In data-driven scientific discovery, a challenge lies in classifying well-characterized phenomena while identifying novel anomalies. Current semi-supervised clustering algorithms do not always fully address this duality, often assuming that supervisory signals are globally representative. Consequently, methods often enforce rigid constraints that suppress unanticipated patterns or require a pre-specified number of clusters, rendering them ineffective for genuine novelty detection. To bridge this gap, we introduce CLiMB (CLustering in Multiphase Boundaries), a domain-informed framework decoupling the exploitation of prior knowledge from the exploration of unknown structures. Using a sequential two-phase approach, CLiMB first anchors known clusters using constrained partitioning, and subsequently applies density-based clustering to residual data to reveal arbitrary topologies.
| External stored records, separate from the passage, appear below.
pub mod request {
    use crate::modules::{auth::middleware::FoodieAuth, planned_meal::repository::StatusFilter};
    use serde::Deserialize;

    #[derive(Deserialize)]
    pub struct Filters {
        #[serde(default)]
        pub status: StatusFilter,
    }

    pub struct Payload {
        pub auth: FoodieAuth,
        pub filters: Filters,
    }
}

pub mod response {
    use crate::modules::planned_meal::repository::{PlannedMealLine, Totals};
    use axum::{extract::Json, http::StatusCode, response::IntoResponse};
    use serde_json::json;

    pub enum Success {
        PlannedMeals {
            lines: Vec<PlannedMealLine>,
            totals: Totals,
        },
    }

    impl IntoResponse for Success {
        fn into_response(self) -> axum::response::Response {
            match self {
                Self::PlannedMeals { lines, totals } => (
                    StatusCode::OK,
                    Json(json!({ "data": lines, "totals": totals })),
                )
                    .into_response(),
            }
        }
    }

    pub enum Error {
        FailedToFetchPlannedMeals,
    }

    impl IntoResponse for Error {
        fn into_response(self) -> axum::response::Response {
            match self {
                Self::FailedToFetchPlannedMeals => (
                    StatusCode::INTERNAL_SERVER_ERROR,
                    Json(json!({ "error": "Failed to fetch planned meals" })),
                )
                    .into_response(),
            }
        }
    }

    pub type Response = Result<Success, Error>;
}
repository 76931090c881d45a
use super::types::{request, response};
use crate::{modules::order::repository, types::Context, utils::money};
use std::sync::Arc;

pub async fn service(ctx: Arc<Context>, payload: request::Payload) -> response::Response {
    let orders =
        repository::find_lines_by_account_id(&ctx.db_conn.pool, payload.auth.identity.account_id)
            .await
            .map_err(|_| response::Error::FailedToFetchOrders)?;

    let total_spent = money::sum(orders.iter().map(|order| Some(&order.meal_price)));

    Ok(response::Success::Orders {
        orders,
        total_spent,
    })
}
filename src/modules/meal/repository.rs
use crate::utils::{database, storage::UploadedMedia};
use chrono::NaiveDateTime;
use serde::{Deserialize, Serialize};
use sqlx::{
    types::{BigDecimal, Json},
    FromRow, PgExecutor,
};
use ulid::Ulid;

#[derive(Serialize, Deserialize, Clone, Debug, PartialEq)]
pub struct AddOn {
    pub name: String,
    pub price: BigDecimal,
}

#[derive(FromRow, Serialize, Deserialize, Clone, Debug)]
pub struct Meal {
    pub id: String,
    pub chef_id: String,
    pub name: String,
    pub description: Option<String>,
    pub price: BigDecimal,
    pub category: Option<String>,
    pub add_ons: Json<Vec<AddOn>>,
    pub image: Option<Json<UploadedMedia>>,
    pub created_at: NaiveDateTime,
    pub updated_at: Option<NaiveDateTime>,
}

pub struct CreateMealPayload {
    pub chef_id: String,
    pub name: String,
    pub description: Option<String>,
    pub price: BigDecimal,
    pub category: Option<String>,
    pub add_ons: Vec<AddOn>,
}

#[derive(Debug)]
pub enum Error {
    UnexpectedError,
    MealInUse,
}

type Result<T> = std::result::Result<T, Error>;

pub async fn create<'e, E: PgExecutor<'e>>(e: E, payload: CreateMealPayload) -> Result<Meal> {
    sqlx::query_as::<_, Meal>(
        "
        INSERT INTO meals (id, chef_id, name, description, price, category, add_ons)
        VALUES ($1, $2, $3, $4, $5, $6, $7)
        RETURNING *
        ",
    )
    .bind(Ulid::new().to_string())
    .bind(payload.chef_id.clone())
    .bind(payload.name)
    .bind(payload.description)
    .bind(payload.price)
    .bind(payload.category)
    .bind(Json(payload.add_ons))
    .fetch_one(e)
    .await
    .map_err(|err| {
        tracing::error!(
            "Error occurred while creating a meal for chef {}: {}",
            payload.chef_id,
            err
        );
        Error::UnexpectedError
    })
}

pub async fn find_by_id<'e, E: PgExecutor<'e>>(e: E, id: String) -> Result<Option<Meal>> {
    sqlx::query_as::<_, Meal>("SELECT * FROM meals WHERE id = $1")
        .bind(id.clone())
        .fetch_optional(e)
        .await
        .map_err(|err| {
            tracing::error!("Error occurred while fetching meal {}: {}", id, err);
            Error::UnexpectedError
        })
}

pub async fn find_many_by_chef_id<'e, E: PgExecutor<'e>>(
    e: E,
    chef_id: String,
) -> Result<Vec<Meal>> {
    sqlx::query_as::<_, Meal>("SELECT * FROM meals WHERE chef_id = $1 ORDER BY created_at DESC")
        .bind(chef_id.clone())
        .fetch_all(e)
        .await
        .map_err(|err| {
            tracing::error!("Error occurred while fetching meals of chef {}: {}", chef_id, err);
            Error::UnexpectedError
        })
}

pub async fn count_by_chef_id<'e, E: PgExecutor<'e>>(e: E, chef_id: String) -> Result<i64> {
    sqlx::query_scalar::<_, i64>("SELECT COUNT(*) FROM meals WHERE chef_id = $1")
        .bind(chef_id.clone())
        .fetch_one(e)
        .await
        .map_err(|err| {
            tracing::error!("Error occurred while counting meals of chef {}: {}", chef_id, err);
            Error::UnexpectedError
        })
}

pub async fn update_image_by_id<'e, E: PgExecutor<'e>>(
    e: E,
    id: String,
    image: UploadedMedia,
) -> Result<Meal> {
    sqlx::query_as::<_, Meal>(
        "
        UPDATE meals
        SET image = $2, updated_at = NOW()
        WHERE id = $1
        RETURNING *
        ",
    )
    .bind(id.clone())
    .bind(Json(image))
    .fetch_one(e)
    .await
    .map_err(|err| {
        tracing::error!("Error occurred while updating image of meal {}: {}", id, err);
        Error::UnexpectedError
    })
}

pub async fn delete_by_id<'e, E: PgExecutor<'e>>(e: E, id: String) -> Result<()> {
    sqlx::query("DELETE FROM meals WHERE id = $1")
        .bind(id.clone())
        .execute(e)
        .await
        .map(|_| ())
        .map_err(|err| {
            if database::is_foreign_key_violation(&err) {
                tracing::warn!("Meal {} is still planned or ordered", id);
                return Error::MealInUse;
            }
            tracing::error!("Error occurred while deleting meal {}: {}", id, err);
            Error::UnexpectedError
        })
}
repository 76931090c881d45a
use super::types::{request, response};
use crate::{
    modules::{chef, plan::repository},
    types::Context,
};
use std::sync::Arc;

pub async fn service(ctx: Arc<Context>, payload: request::Payload) -> response::Response {
    let plan = repository::find_by_id(&ctx.db_conn.pool, payload.id)
        .await
        .map_err(|_| response::Error::FailedToDeletePlan)?
        .ok_or(response::Error::PlanNotFound)?;

    let chef =
        chef::repository::find_by_account_id(&ctx.db_conn.pool, payload.auth.identity.account_id)
            .await
            .map_err(|_| response::Error::FailedToDeletePlan)?;

    if chef.map(|chef| chef.id) != Some(plan.chef_id) {
        return Err(response::Error::NotPlanOwner);
    }

    repository::delete_by_id(&ctx.db_conn.pool, plan.id)
        .await
        .map_err(|_| response::Error::FailedToDeletePlan)
        .map(|_| response::Success::PlanDeleted)
}
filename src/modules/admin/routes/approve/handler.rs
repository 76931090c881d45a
use super::{service::service, types::request};
use crate::{modules::auth::middleware::AdminAuth, types::Context};
use axum::{
    extract::{Path, State},
    response::IntoResponse,
};
use std::sync::Arc;

pub async fn handler(
    auth: AdminAuth,
    State(ctx): State<Arc<Context>>,
    Path(id): Path<String>,
) -> impl IntoResponse {
    service(ctx, request::Payload { auth, id }).await
}
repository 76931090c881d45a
use super::{service::service, types::request};
use crate::{modules::auth::middleware::ChefAuth, types::Context};
use axum::{
    extract::{Path, State},
    response::IntoResponse,
};
use std::sync::Arc;

pub async fn handler(
    State(ctx): State<Arc<Context>>,
    auth: ChefAuth,
    Path(id): Path<String>,
) -> impl IntoResponse {
    service(ctx, request::Payload { auth, id }).await
}
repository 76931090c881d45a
use super::types::{request, response};
use crate::{
    modules::planned_meal::planner::{self, DatabasePlanner, RemoveError},
    types::Context,
};
use std::sync::Arc;

pub async fn service(ctx: Arc<Context>, payload: request::Payload) -> response::Response {
    let planner = DatabasePlanner {
        pool: ctx.db_conn.pool.clone(),
    };

    planner::remove_line(&planner, payload.id, payload.auth.identity.account_id)
        .await
        .map_err(|err| match err {
            RemoveError::NotFound => response::Error::PlannedMealNotFound,
            RemoveError::Failed => response::Error::FailedToRemovePlannedMeal,
        })
        .map(response::Success::PlannedMealRemoved)
}
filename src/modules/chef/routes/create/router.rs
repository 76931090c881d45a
use super::handler;
use crate::types::Context;
use axum::routing::{post, Router};
use std::sync::Arc;

pub fn get_router() -> Router<Arc<Context>> {
    Router::new().route("/", post(handler::handler))
}
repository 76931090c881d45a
pub mod request {
    use crate::modules::auth::middleware::Auth;

    pub struct Payload {
        pub auth: Auth,
    }
}

pub mod response {
    use crate::modules::profile::repository::Profile;
    use axum::{extract::Json, http::StatusCode, response::IntoResponse};
    use serde_json::json;

    pub enum Success {
        Profile(Profile),
    }

    impl IntoResponse for Success {
        fn into_response(self) -> axum::response::Response {
            match self {
                Self::Profile(profile) => {
                    (StatusCode::OK, Json(json!({ "data": profile }))).into_response()
                }
            }
        }
    }

    pub enum Error {
        ProfileNotFound,
        FailedToFetchProfile,
    }

    impl IntoResponse for Error {
        fn into_response(self) -> axum::response::Response {
            match self {
                Self::ProfileNotFound => (
                    StatusCode::NOT_FOUND,
                    Json(json!({ "error": "Profile not found" })),
                )
                    .into_response(),
                Self::FailedToFetchProfile => (
                    StatusCode::INTERNAL_SERVER_ERROR,
                    Json(json!({ "error": "Failed to fetch profile" })),
                )
                    .into_response(),
            }
        }
    }

    pub type Response = Result<Success, Error>;
}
We demonstrate this framework on RR Lyrae stars data from the Gaia Data Release 3. CLiMB attains an Adjusted Rand Index of 0.829 with 90% seed coverage in recovering known Milky Way substructures, drastically outperforming heuristic and constraint-based baselines, which stagnate below 0.20. Furthermore, sensitivity analysis confirms CLiMB's superior data efficiency, showing monotonic improvement as knowledge increases. Finally, the framework successfully isolates three dynamical features (Shiva, Shakti, and the Galactic Disk) in the unlabelled field, validating its potential for scientific discovery.